#### AIM OF THE TASK:
Using the data that follows, say how many lines contain the word "StreamParams", giving the number by itself.

[Collected data entries]
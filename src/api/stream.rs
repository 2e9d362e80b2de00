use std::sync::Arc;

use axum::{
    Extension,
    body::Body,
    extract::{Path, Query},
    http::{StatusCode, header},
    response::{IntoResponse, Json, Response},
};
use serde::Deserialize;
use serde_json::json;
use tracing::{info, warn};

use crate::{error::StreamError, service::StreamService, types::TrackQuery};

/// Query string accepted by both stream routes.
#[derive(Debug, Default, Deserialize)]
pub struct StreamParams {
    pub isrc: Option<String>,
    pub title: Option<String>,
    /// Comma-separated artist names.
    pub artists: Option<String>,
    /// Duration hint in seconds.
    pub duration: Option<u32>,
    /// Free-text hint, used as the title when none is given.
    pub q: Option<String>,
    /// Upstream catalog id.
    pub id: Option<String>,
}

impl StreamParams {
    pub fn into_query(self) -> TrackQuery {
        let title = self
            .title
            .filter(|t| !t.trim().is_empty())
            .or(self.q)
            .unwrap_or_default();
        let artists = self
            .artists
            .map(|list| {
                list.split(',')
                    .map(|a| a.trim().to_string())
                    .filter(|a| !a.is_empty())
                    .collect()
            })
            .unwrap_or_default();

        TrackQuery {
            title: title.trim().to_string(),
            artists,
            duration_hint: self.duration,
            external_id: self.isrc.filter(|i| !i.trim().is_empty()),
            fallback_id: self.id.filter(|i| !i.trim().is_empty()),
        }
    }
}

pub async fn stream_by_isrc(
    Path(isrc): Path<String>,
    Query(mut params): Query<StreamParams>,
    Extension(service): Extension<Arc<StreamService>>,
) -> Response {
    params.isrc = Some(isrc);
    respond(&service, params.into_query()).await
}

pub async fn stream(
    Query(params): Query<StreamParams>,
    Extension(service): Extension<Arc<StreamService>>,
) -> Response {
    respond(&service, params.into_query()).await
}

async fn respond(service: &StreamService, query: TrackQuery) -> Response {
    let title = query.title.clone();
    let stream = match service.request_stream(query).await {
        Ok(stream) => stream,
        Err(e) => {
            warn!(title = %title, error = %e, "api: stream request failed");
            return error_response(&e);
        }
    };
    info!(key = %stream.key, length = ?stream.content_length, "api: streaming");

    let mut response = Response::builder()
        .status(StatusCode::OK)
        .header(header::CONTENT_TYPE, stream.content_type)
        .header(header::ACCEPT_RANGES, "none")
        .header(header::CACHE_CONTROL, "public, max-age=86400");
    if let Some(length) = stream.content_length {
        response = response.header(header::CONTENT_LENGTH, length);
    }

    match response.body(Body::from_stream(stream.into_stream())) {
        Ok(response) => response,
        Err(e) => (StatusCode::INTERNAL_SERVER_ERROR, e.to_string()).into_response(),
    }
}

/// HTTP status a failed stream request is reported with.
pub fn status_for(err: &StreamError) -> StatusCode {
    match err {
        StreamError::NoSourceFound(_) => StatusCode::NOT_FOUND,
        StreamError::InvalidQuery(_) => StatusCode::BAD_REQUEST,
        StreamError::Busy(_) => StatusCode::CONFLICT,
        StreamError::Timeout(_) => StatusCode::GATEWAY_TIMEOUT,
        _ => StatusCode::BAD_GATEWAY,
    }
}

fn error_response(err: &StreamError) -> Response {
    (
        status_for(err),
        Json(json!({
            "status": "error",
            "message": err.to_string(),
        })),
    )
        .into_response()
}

...

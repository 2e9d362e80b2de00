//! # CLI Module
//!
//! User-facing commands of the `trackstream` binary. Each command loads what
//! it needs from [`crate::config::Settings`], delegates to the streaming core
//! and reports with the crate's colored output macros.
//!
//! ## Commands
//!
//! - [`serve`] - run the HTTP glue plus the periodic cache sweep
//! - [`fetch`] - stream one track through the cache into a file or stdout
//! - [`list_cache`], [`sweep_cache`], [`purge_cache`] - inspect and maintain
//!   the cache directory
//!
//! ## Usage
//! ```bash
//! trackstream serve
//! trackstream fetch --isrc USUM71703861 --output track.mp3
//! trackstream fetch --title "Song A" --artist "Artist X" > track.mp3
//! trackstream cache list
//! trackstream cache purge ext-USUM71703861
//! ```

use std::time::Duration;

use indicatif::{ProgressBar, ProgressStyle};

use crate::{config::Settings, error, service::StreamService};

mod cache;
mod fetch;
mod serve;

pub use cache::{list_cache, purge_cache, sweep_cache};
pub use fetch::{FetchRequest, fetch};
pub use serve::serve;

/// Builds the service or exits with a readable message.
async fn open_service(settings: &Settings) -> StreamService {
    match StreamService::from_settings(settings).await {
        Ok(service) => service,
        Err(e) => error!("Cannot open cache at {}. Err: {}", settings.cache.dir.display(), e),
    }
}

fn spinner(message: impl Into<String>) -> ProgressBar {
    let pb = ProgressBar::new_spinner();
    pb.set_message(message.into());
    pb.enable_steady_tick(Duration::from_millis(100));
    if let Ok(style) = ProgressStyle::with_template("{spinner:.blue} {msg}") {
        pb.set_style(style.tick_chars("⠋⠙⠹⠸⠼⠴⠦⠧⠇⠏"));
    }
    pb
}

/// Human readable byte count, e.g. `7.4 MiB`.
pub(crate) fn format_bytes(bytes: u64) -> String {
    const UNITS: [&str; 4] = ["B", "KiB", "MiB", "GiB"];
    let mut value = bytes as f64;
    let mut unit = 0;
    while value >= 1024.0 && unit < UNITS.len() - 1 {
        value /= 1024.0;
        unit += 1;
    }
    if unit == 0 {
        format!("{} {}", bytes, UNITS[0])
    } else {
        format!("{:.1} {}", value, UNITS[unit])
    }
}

* * *

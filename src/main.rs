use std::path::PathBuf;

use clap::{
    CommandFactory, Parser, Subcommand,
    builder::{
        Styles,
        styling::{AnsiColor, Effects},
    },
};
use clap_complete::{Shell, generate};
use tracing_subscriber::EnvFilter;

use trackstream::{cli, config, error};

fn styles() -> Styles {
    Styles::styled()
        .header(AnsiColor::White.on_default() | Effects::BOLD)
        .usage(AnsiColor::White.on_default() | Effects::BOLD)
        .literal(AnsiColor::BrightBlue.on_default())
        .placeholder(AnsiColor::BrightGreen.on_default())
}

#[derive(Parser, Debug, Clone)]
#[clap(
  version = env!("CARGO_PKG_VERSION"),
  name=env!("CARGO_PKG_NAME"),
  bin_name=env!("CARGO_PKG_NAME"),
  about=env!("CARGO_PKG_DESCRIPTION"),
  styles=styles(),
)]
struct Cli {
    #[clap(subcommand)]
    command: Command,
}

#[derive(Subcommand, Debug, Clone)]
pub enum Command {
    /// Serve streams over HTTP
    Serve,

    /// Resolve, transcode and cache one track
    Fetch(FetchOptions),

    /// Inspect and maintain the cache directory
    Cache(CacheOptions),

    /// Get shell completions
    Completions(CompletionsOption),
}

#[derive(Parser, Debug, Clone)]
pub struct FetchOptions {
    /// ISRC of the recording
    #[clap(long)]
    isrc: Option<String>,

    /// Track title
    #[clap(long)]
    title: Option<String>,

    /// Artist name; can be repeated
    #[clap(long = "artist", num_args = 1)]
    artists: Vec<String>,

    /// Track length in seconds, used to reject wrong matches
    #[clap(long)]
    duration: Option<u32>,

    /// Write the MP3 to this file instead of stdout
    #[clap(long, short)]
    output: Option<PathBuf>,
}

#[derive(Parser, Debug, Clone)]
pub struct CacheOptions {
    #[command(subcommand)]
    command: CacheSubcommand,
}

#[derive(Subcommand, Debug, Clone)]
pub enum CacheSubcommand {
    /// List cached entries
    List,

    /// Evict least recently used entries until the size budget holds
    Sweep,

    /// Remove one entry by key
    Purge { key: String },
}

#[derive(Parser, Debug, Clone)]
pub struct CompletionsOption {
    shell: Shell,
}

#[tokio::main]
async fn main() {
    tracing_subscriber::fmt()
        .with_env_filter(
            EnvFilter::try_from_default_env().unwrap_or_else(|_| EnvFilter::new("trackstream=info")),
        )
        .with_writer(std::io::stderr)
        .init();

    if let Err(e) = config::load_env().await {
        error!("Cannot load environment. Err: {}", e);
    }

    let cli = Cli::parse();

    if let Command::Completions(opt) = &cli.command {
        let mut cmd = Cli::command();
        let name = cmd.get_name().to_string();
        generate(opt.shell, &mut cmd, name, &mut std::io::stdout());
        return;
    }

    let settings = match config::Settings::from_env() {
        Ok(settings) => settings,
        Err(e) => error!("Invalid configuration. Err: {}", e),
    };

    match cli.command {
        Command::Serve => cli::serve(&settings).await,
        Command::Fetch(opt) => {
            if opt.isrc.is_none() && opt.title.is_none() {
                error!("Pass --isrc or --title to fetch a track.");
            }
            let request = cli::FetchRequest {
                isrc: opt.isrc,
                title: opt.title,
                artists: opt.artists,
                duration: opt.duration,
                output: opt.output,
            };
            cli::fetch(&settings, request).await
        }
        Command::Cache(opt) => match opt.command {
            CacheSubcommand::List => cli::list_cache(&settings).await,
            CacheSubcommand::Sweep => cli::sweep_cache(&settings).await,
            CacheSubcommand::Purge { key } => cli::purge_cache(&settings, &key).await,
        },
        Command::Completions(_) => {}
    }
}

#### TASK RESPONSE:
4